At this moment there was a stir in the other room; the voice of Mrs. Hilbery was heard talking of proof-sheets rescued by miraculous providence from butcher’s ledgers in Australia; the curtain separating one room from the other was drawn apart, and Mrs. Hilbery and Augustus Pelham stood in the doorway. Mrs. Hilbery stopped short. She looked at her daughter, and at the man her daughter was to marry, with her peculiar smile that always seemed to tremble on the brink of satire.
“The best of all my treasures, Mr. Pelham!” she exclaimed. “Don’t move, Katharine. Sit still, William. Mr. Pelham will come another day.”
Mr. Pelham looked, smiled, bowed, and, as his hostess had moved on, followed her without a word. The curtain was drawn again either by him or by Mrs. Hilbery.
But her mother had settled the question somehow. Katharine doubted no longer.
“As I told you last night,” she said, “I think it’s your duty, if there’s a chance that you care for Cassandra, to discover what your feeling is for her now. It’s your duty to her, as well as to me.

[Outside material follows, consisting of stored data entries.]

//! Vigil CLI
//!
//! Validate and synthesize monitoring-as-code projects.

#![warn(missing_docs)]
#![warn(clippy::all)]

use async_trait::async_trait;
use clap::{Parser, Subcommand};
use color_eyre::eyre::{bail, WrapErr};
use color_eyre::Result;
use console::style;
use futures::TryStreamExt;
use std::path::{Path, PathBuf};
use tokio::io::AsyncWriteExt;
use tracing::{debug, info};
use tracing_subscriber::EnvFilter;
use uuid::Uuid;
use vigil_bundle::{BundleUploader, UploadBody};
use vigil_construct::{ProjectConfig, Session, Synthesizer, CONFIG_FILE_NAME};
use vigil_core::{Diagnostics, SanitizedIdTracker, Severity};

#[derive(Parser)]
#[command(name = "vigil")]
#[command(about = "Vigil - monitoring as code", long_about = None)]
struct Cli {
    /// Emit logs as JSON
    #[arg(long, global = true)]
    log_json: bool,

    #[command(subcommand)]
    command: Commands,
}

#[derive(Subcommand)]
enum Commands {
    /// Validate every construct of a project
    Validate {
        /// Path to the project config
        #[arg(short, long, default_value = CONFIG_FILE_NAME)]
        config: PathBuf,
        /// Hide output when every observation is benign
        #[arg(short, long)]
        quiet: bool,
    },
    /// Validate, bundle and write the synthesized payload
    Synth {
        /// Path to the project config
        #[arg(short, long, default_value = CONFIG_FILE_NAME)]
        config: PathBuf,
        /// Output file; stdout when absent
        #[arg(short, long)]
        output: Option<PathBuf>,
        /// Leave test-only checks out of the payload
        #[arg(long)]
        exclude_test_only: bool,
        /// Store code bundles in this directory
        #[arg(long)]
        bundle_dir: Option<PathBuf>,
    },
    /// Print the logical ids derived from arbitrary strings
    Sanitize {
        /// File paths or display names
        #[arg(required = true)]
        inputs: Vec<String>,
    },
}

/// Stores bundles as files in a local directory
struct DirectoryUploader {
    dir: PathBuf,
}

impl DirectoryUploader {
    async fn create(dir: &Path) -> Result<Self> {
        tokio::fs::create_dir_all(dir)
            .await
            .wrap_err_with(|| format!("Failed to create bundle directory {}", dir.display()))?;
        Ok(Self {
            dir: dir.to_path_buf(),
        })
    }
}

#[async_trait]
impl BundleUploader for DirectoryUploader {
    async fn upload(
        &self,
        mut body: UploadBody,
        length: u64,
    ) -> Result<String, Box<dyn std::error::Error + Send + Sync>> {
        let key = format!("{}.json", Uuid::new_v4());
        let mut file = tokio::fs::File::create(self.dir.join(&key)).await?;
        let mut written = 0u64;
        while let Some(chunk) = body.try_next().await? {
            file.write_all(&chunk).await?;
            written += chunk.len() as u64;
        }
        file.flush().await?;
        if written != length {
            return Err(format!("expected {} bytes, wrote {}", length, written).into());
        }
        debug!(key = %key, length, "stored bundle");
        Ok(key)
    }
}

fn init_tracing(json: bool) {
    let filter = EnvFilter::try_from_env("VIGIL_LOG").unwrap_or_else(|_| EnvFilter::new("warn"));
    let subscriber = tracing_subscriber::fmt()
        .with_env_filter(filter)
        .with_writer(std::io::stderr);
    if json {
        subscriber.json().init();
    } else {
        subscriber.init();
    }
}

async fn load_session(config: &Path) -> Result<Session> {
    let project_config = ProjectConfig::load(config).await?;
    let mut session = Session::new();
    project_config.apply(&mut session)?;
    Ok(session)
}

fn print_diagnostics(diagnostics: &Diagnostics, quiet: bool) {
    if quiet && diagnostics.is_benign() {
        return;
    }
    for diagnostic in diagnostics.iter() {
        let label = match diagnostic.severity() {
            Severity::Error => style("error").red().bold(),
            Severity::Warning => style("warning").yellow().bold(),
            Severity::Notice => style("notice").dim(),
        };
        eprintln!("{}: {}", label, style(diagnostic.title()).bold());
        eprintln!("  {}", diagnostic.message());
    }
}

async fn validate(config: &Path, quiet: bool) -> Result<()> {
    let session = load_session(config).await?;
    let diagnostics = Synthesizer::new(&session).validate().await?;
    print_diagnostics(&diagnostics, quiet);

    if diagnostics.is_fatal() {
        bail!("validation failed with {} error(s)", diagnostics.errors().count());
    }
    if !quiet {
        eprintln!("{} {} observation(s)", style("ok").green().bold(), diagnostics.len());
    }
    Ok(())
}

async fn synth(
    config: &Path,
    output: Option<&Path>,
    exclude_test_only: bool,
    bundle_dir: Option<&Path>,
) -> Result<()> {
    let session = load_session(config).await?;
    let uploader = match bundle_dir {
        Some(dir) => Some(DirectoryUploader::create(dir).await?),
        None => None,
    };

    let mut synthesizer = Synthesizer::new(&session).with_test_only(!exclude_test_only);
    if let Some(uploader) = &uploader {
        synthesizer = synthesizer.with_uploader(uploader);
    }
    let outcome = synthesizer.run().await?;
    print_diagnostics(&outcome.diagnostics, false);

    let Some(payload) = outcome.payload else {
        bail!(
            "synthesis stopped with {} error(s)",
            outcome.diagnostics.errors().count()
        );
    };
    let json = serde_json::to_string_pretty(&payload)?;
    match output {
        Some(path) => {
            tokio::fs::write(path, json)
                .await
                .wrap_err_with(|| format!("Failed to write {}", path.display()))?;
            info!(path = %path.display(), resources = payload.resources.len(), "wrote payload");
        }
        None => println!("{}", json),
    }
    Ok(())
}

fn sanitize(inputs: &[String]) {
    let mut tracker = SanitizedIdTracker::new();
    for input in inputs {
        println!("{}", tracker.sanitize("input", input));
    }
    for record in tracker.records() {
        eprintln!(
            "{} {} -> {}",
            style("changed").yellow(),
            record.original,
            record.sanitized
        );
    }
}

#[tokio::main]
async fn main() -> Result<()> {
    color_eyre::install()?;
    let cli = Cli::parse();
    init_tracing(cli.log_json);

    match cli.command {
        Commands::Validate { config, quiet } => validate(&config, quiet).await,
        Commands::Synth {
            config,
            output,
            exclude_test_only,
            bundle_dir,
        } => synth(&config, output.as_deref(), exclude_test_only, bundle_dir.as_deref()).await,
        Commands::Sanitize { inputs } => {
            sanitize(&inputs);
            Ok(())
        }
    }
}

But we must tell my mother. We can’t go on pretending.”
“That is entirely in your hands, of course,” said Rodney, with an immediate return to the manner of a formal man of honor.

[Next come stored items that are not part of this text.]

//! Execution runtimes.
//!
//! A runtime fixes which external packages a check script may import. The
//! bundler selects its parser from the runtime a check runs on.

use indexmap::IndexMap;
use serde::{Deserialize, Serialize};

/// Node built-in modules, importable with or without the `node:` scheme
pub const NODE_BUILTINS: &[&str] = &[
    "_http_agent",
    "_http_client",
    "_http_common",
    "_http_incoming",
    "_http_outgoing",
    "_http_server",
    "_stream_duplex",
    "_stream_passthrough",
    "_stream_readable",
    "_stream_transform",
    "_stream_wrap",
    "_stream_writable",
    "_tls_common",
    "_tls_wrap",
    "assert",
    "async_hooks",
    "buffer",
    "child_process",
    "cluster",
    "console",
    "constants",
    "crypto",
    "dgram",
    "diagnostics_channel",
    "dns",
    "domain",
    "events",
    "fs",
    "http",
    "http2",
    "https",
    "inspector",
    "module",
    "net",
    "os",
    "path",
    "perf_hooks",
    "process",
    "punycode",
    "querystring",
    "readline",
    "repl",
    "stream",
    "string_decoder",
    "sys",
    "timers",
    "tls",
    "trace_events",
    "tty",
    "url",
    "util",
    "v8",
    "vm",
    "wasi",
    "worker_threads",
    "zlib",
];

/// Built-ins only reachable through the `node:` scheme
pub const NODE_SCHEME_BUILTINS: &[&str] = &["sea", "sqlite", "test"];

/// A remote execution runtime
#[derive(Debug, Clone, PartialEq, Eq, Serialize, Deserialize)]
#[serde(rename_all = "camelCase")]
pub struct Runtime {
    /// Runtime id, e.g. `2025.04`
    pub name: String,
    /// Whether multi-step checks may run on it
    #[serde(default)]
    pub multi_step_support: bool,
    /// Packages provided by the runtime, name to version
    #[serde(default)]
    pub dependencies: IndexMap<String, String>,
}

impl Runtime {
    /// Create a runtime without packages
    #[must_use]
    pub fn new(name: impl Into<String>) -> Self {
        Self {
            name: name.into(),
            multi_step_support: false,
            dependencies: IndexMap::new(),
        }
    }

    /// Add a provided package
    #[must_use]
    pub fn with_dependency(mut self, name: &str, version: &str) -> Self {
        self.dependencies.insert(name.to_string(), version.to_string());
        self
    }

    /// Set multi-step support
    #[must_use]
    pub fn with_multi_step_support(mut self, supported: bool) -> Self {
        self.multi_step_support = supported;
        self
    }

    /// Whether a package may be imported by scripts on this runtime
    #[must_use]
    pub fn provides(&self, package: &str) -> bool {
        if let Some(builtin) = package.strip_prefix("node:") {
            return NODE_BUILTINS.contains(&builtin) || NODE_SCHEME_BUILTINS.contains(&builtin);
        }
        NODE_BUILTINS.contains(&package) || self.dependencies.contains_key(package)
    }
}

/// Runtimes available when no catalog is configured
#[must_use]
pub fn builtin_runtimes() -> IndexMap<String, Runtime> {
    let base = |name: &str| {
        Runtime::new(name)
            .with_dependency("@playwright/test", "1.45.3")
            .with_dependency("axios", "1.7.2")
            .with_dependency("chai", "4.3.7")
            .with_dependency("date-fns", "2.30.0")
            .with_dependency("form-data", "4.0.0")
            .with_dependency("jsonwebtoken", "9.0.2")
            .with_dependency("lodash", "4.17.21")
            .with_dependency("moment", "2.30.1")
            .with_dependency("uuid", "9.0.1")
    };

    let runtimes = [
        base("2024.09").with_multi_step_support(true),
        base("2025.04")
            .with_dependency("@playwright/test", "1.51.1")
            .with_dependency("otpauth", "9.3.6")
            .with_multi_step_support(true),
    ];

    runtimes
        .into_iter()
        .map(|runtime| (runtime.name.clone(), runtime))
        .collect()
}

#[cfg(test)]
mod tests {
    use super::*;

    #[test]
    fn test_runtime_provides_builtins() {
        let runtime = Runtime::new("bare");
        assert!(runtime.provides("fs"));
        assert!(runtime.provides("node:path"));
        assert!(!runtime.provides("axios"));
    }

    #[test]
    fn test_runtime_provides_less_common_builtins() {
        let runtime = Runtime::new("bare");
        for builtin in ["perf_hooks", "vm", "v8", "async_hooks", "http2", "diagnostics_channel"] {
            assert!(runtime.provides(builtin), "{builtin}");
            assert!(runtime.provides(&format!("node:{builtin}")), "node:{builtin}");
        }
        assert!(runtime.provides("node:test"));
        assert!(!runtime.provides("test"));
        assert!(!runtime.provides("node:left-pad"));
    }

    #[test]
    fn test_runtime_with_dependency() {
        let runtime = Runtime::new("custom").with_dependency("axios", "1.0.0");
        assert!(runtime.provides("axios"));
        assert_eq!(runtime.dependencies.get("axios"), Some(&"1.0.0".to_string()));
    }

    #[test]
    fn test_builtin_catalog() {
        let runtimes = builtin_runtimes();
        assert_eq!(runtimes.len(), 2);
        let latest = &runtimes["2025.04"];
        assert!(latest.multi_step_support);
        assert_eq!(latest.dependencies["@playwright/test"], "1.51.1");
        assert!(latest.provides("otpauth"));
        assert!(!runtimes["2024.09"].provides("otpauth"));
    }

    #[test]
    fn test_runtime_deserialize_defaults() {
        let runtime: Runtime = serde_json::from_str(r#"{"name":"edge"}"#).unwrap();
        assert!(!runtime.multi_step_support);
        assert!(runtime.dependencies.is_empty());
    }
}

“Very well,” said Katharine.
Directly he left her she would go to her mother, and explain that the engagement was at an end—or it might be better that they should go together?
“But, Katharine,” Rodney began, nervously attempting to stuff Cassandra’s sheets back into their envelope; “if Cassandra—should Cassandra—you’ve asked Cassandra to stay with you.”
“Yes; but I’ve not posted the letter.”